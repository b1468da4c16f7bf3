use std::path::{Path, PathBuf};

use thiserror::Error;

#[derive(Debug, Error)]
pub enum TaskError {
    /// Undecodable task data, or a record missing one of its fields.
    /// `path` and `index` are filled in when the record came from a file.
    #[error("Malformed task record{}: {source}", location(path.as_deref(), *index))]
    MalformedRecord {
        path: Option<PathBuf>,
        index: Option<usize>,
        #[source]
        source: serde_json::Error,
    },

    #[error("IO error on {}: {source}", path.display())]
    Io {
        path: PathBuf,
        #[source]
        source: std::io::Error,
    },

    #[error("Failed to replace {}: {source}", path.display())]
    Persist {
        path: PathBuf,
        #[source]
        source: tempfile::PersistError,
    },

    #[error("Failed to encode tasks: {0}")]
    Encode(#[source] serde_json::Error),
}

impl TaskError {
    pub(crate) fn malformed(source: serde_json::Error) -> Self {
        TaskError::MalformedRecord {
            path: None,
            index: None,
            source,
        }
    }

    /// Attaches the file and record position to a malformed-record error.
    pub(crate) fn in_file(self, file: &Path, at: Option<usize>) -> Self {
        match self {
            TaskError::MalformedRecord { source, .. } => TaskError::MalformedRecord {
                path: Some(file.to_path_buf()),
                index: at,
                source,
            },
            other => other,
        }
    }
}

fn location(path: Option<&Path>, index: Option<usize>) -> String {
    match (path, index) {
        (Some(path), Some(index)) => format!(" {} in {}", index, path.display()),
        (Some(path), None) => format!(" in {}", path.display()),
        (None, Some(index)) => format!(" {index}"),
        (None, None) => String::new(),
    }
}

pub type Result<T> = std::result::Result<T, TaskError>;
//! Numbered text menu over a `TaskList`

use std::io::{BufRead, Write};

use anyhow::{Context, Result};

use crate::task::Task;
use crate::task_list::TaskList;

const MENU: &str = "\nTo-Do List Application
1. Add Task
2. Remove Task
3. Mark Task as Completed
4. List Tasks
5. Exit";

/// Drives the menu loop until the user exits or input runs out.
pub struct Menu<'a, R, W> {
    list: &'a mut TaskList,
    default_priority: String,
    input: R,
    output: W,
}

impl<'a, R: BufRead, W: Write> Menu<'a, R, W> {
    pub fn new(list: &'a mut TaskList, default_priority: &str, input: R, output: W) -> Self {
        Self {
            list,
            default_priority: default_priority.to_string(),
            input,
            output,
        }
    }

    pub fn run(&mut self) -> Result<()> {
        loop {
            writeln!(self.output, "{MENU}")?;
            let Some(choice) = self.prompt("Choose an option: ")? else {
                return Ok(());
            };

            match choice.trim() {
                "1" => {
                    if !self.add()? {
                        return Ok(());
                    }
                }
                "2" => {
                    let Some(index) = self.prompt_index("Task index to remove: ")? else {
                        return Ok(());
                    };
                    let removed = self
                        .list
                        .remove_task(index)
                        .context("Failed to save tasks")?;
                    match removed {
                        Some(task) => writeln!(self.output, "Removed: {}", task.description)?,
                        None => writeln!(self.output, "No task at index {index}.")?,
                    }
                }
                "3" => {
                    let Some(index) = self.prompt_index("Task index to mark as completed: ")?
                    else {
                        return Ok(());
                    };
                    let done = self
                        .list
                        .mark_task_completed(index)
                        .context("Failed to save tasks")?;
                    if !done {
                        writeln!(self.output, "No task at index {index}.")?;
                    }
                }
                "4" => self.print_tasks()?,
                "5" => return Ok(()),
                _ => writeln!(self.output, "Invalid option. Please try again.")?,
            }
        }
    }

    /// Returns `false` if input ended part way through.
    fn add(&mut self) -> Result<bool> {
        let Some(description) = self.prompt("Task description: ")? else {
            return Ok(false);
        };
        let Some(priority) = self.prompt("Task priority (low/medium/high): ")? else {
            return Ok(false);
        };
        let Some(due_date) = self.prompt("Due date (YYYY-MM-DD) or leave blank: ")? else {
            return Ok(false);
        };

        let priority = if priority.trim().is_empty() {
            self.default_priority.clone()
        } else {
            priority
        };
        let due_date = (!due_date.trim().is_empty()).then_some(due_date);

        let task = Task::new(description)
            .with_priority(priority)
            .with_due_date(due_date);
        self.list.add_task(task).context("Failed to save tasks")?;
        Ok(true)
    }

    fn print_tasks(&mut self) -> Result<()> {
        if self.list.is_empty() {
            writeln!(self.output, "No tasks.")?;
        }
        for line in self.list.list_tasks() {
            writeln!(self.output, "{line}")?;
        }
        Ok(())
    }

    fn prompt(&mut self, message: &str) -> Result<Option<String>> {
        write!(self.output, "{message}")?;
        self.output.flush()?;

        let mut line = String::new();
        if self.input.read_line(&mut line)? == 0 {
            return Ok(None);
        }
        Ok(Some(line.trim_end_matches(['\r', '\n']).to_string()))
    }

    /// Reprompts until a non-negative integer is entered.
    fn prompt_index(&mut self, message: &str) -> Result<Option<usize>> {
        loop {
            let Some(raw) = self.prompt(message)? else {
                return Ok(None);
            };
            match raw.trim().parse::<usize>() {
                Ok(index) => return Ok(Some(index)),
                Err(_) => writeln!(self.output, "Please enter a task number, e.g. 0.")?,
            }
        }
    }
}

▶ **What you need to do**:
Could you retype every line of the data exactly?

▶ **Exercise output**:
repository b1468da4c16f7bf3
use std::path::{Path, PathBuf};

use thiserror::Error;

#[derive(Debug, Error)]
pub enum TaskError {
    /// Undecodable task data, or a record missing one of its fields.
    /// `path` and `index` are filled in when the record came from a file.
    #[error("Malformed task record{}: {source}", location(path.as_deref(), *index))]
    MalformedRecord {
        path: Option<PathBuf>,
        index: Option<usize>,
        #[source]
        source: serde_json::Error,
    },

    #[error("IO error on {}: {source}", path.display())]
    Io {
        path: PathBuf,
        #[source]
        source: std::io::Error,
    },

    #[error("Failed to replace {}: {source}", path.display())]
    Persist {
        path: PathBuf,
        #[source]
        source: tempfile::PersistError,
    },

    #[error("Failed to encode tasks: {0}")]
    Encode(#[source] serde_json::Error),
}

impl TaskError {
    pub(crate) fn malformed(source: serde_json::Error) -> Self {
        TaskError::MalformedRecord {
            path: None,
            index: None,
            source,
        }
    }

    /// Attaches the file and record position to a malformed-record error.
    pub(crate) fn in_file(self, file: &Path, at: Option<usize>) -> Self {
        match self {
            TaskError::MalformedRecord { source, .. } => TaskError::MalformedRecord {
                path: Some(file.to_path_buf()),
                index: at,
                source,
            },
            other => other,
        }
    }
}

fn location(path: Option<&Path>, index: Option<usize>) -> String {
    match (path, index) {
        (Some(path), Some(index)) => format!(" {} in {}", index, path.display()),
        (Some(path), None) => format!(" in {}", path.display()),
        (None, Some(index)) => format!(" {index}"),
        (None, None) => String::new(),
    }
}

pub type Result<T> = std::result::Result<T, TaskError>;
//! Numbered text menu over a `TaskList`

use std::io::{BufRead, Write};

use anyhow::{Context, Result};

use crate::task::Task;
use crate::task_list::TaskList;

const MENU: &str = "\nTo-Do List Application
1. Add Task
2. Remove Task
3. Mark Task as Completed
4. List Tasks
5. Exit";

/// Drives the menu loop until the user exits or input runs out.
pub struct Menu<'a, R, W> {
    list: &'a mut TaskList,
    default_priority: String,
    input: R,
    output: W,
}

impl<'a, R: BufRead, W: Write> Menu<'a, R, W> {
    pub fn new(list: &'a mut TaskList, default_priority: &str, input: R, output: W) -> Self {
        Self {
            list,
            default_priority: default_priority.to_string(),
            input,
            output,
        }
    }

    pub fn run(&mut self) -> Result<()> {
        loop {
            writeln!(self.output, "{MENU}")?;
            let Some(choice) = self.prompt("Choose an option: ")? else {
                return Ok(());
            };

            match choice.trim() {
                "1" => {
                    if !self.add()? {
                        return Ok(());
                    }
                }
                "2" => {
                    let Some(index) = self.prompt_index("Task index to remove: ")? else {
                        return Ok(());
                    };
                    let removed = self
                        .list
                        .remove_task(index)
                        .context("Failed to save tasks")?;
                    match removed {
                        Some(task) => writeln!(self.output, "Removed: {}", task.description)?,
                        None => writeln!(self.output, "No task at index {index}.")?,
                    }
                }
                "3" => {
                    let Some(index) = self.prompt_index("Task index to mark as completed: ")?
                    else {
                        return Ok(());
                    };
                    let done = self
                        .list
                        .mark_task_completed(index)
                        .context("Failed to save tasks")?;
                    if !done {
                        writeln!(self.output, "No task at index {index}.")?;
                    }
                }
                "4" => self.print_tasks()?,
                "5" => return Ok(()),
                _ => writeln!(self.output, "Invalid option. Please try again.")?,
            }
        }
    }

    /// Returns `false` if input ended part way through.
    fn add(&mut self) -> Result<bool> {
        let Some(description) = self.prompt("Task description: ")? else {
            return Ok(false);
        };
        let Some(priority) = self.prompt("Task priority (low/medium/high): ")? else {
            return Ok(false);
        };
        let Some(due_date) = self.prompt("Due date (YYYY-MM-DD) or leave blank: ")? else {
            return Ok(false);
        };

        let priority = if priority.trim().is_empty() {
            self.default_priority.clone()
        } else {
            priority
        };
        let due_date = (!due_date.trim().is_empty()).then_some(due_date);

        let task = Task::new(description)
            .with_priority(priority)
            .with_due_date(due_date);
        self.list.add_task(task).context("Failed to save tasks")?;
        Ok(true)
    }

    fn print_tasks(&mut self) -> Result<()> {
        if self.list.is_empty() {
            writeln!(self.output, "No tasks.")?;
        }
        for line in self.list.list_tasks() {
            writeln!(self.output, "{line}")?;
        }
        Ok(())
    }

    fn prompt(&mut self, message: &str) -> Result<Option<String>> {
        write!(self.output, "{message}")?;
        self.output.flush()?;

        let mut line = String::new();
        if self.input.read_line(&mut line)? == 0 {
            return Ok(None);
        }
        Ok(Some(line.trim_end_matches(['\r', '\n']).to_string()))
    }

    /// Reprompts until a non-negative integer is entered.
    fn prompt_index(&mut self, message: &str) -> Result<Option<usize>> {
        loop {
            let Some(raw) = self.prompt(message)? else {
                return Ok(None);
            };
            match raw.trim().parse::<usize>() {
                Ok(index) => return Ok(Some(index)),
                Err(_) => writeln!(self.output, "Please enter a task number, e.g. 0.")?,
            }
        }
    }
}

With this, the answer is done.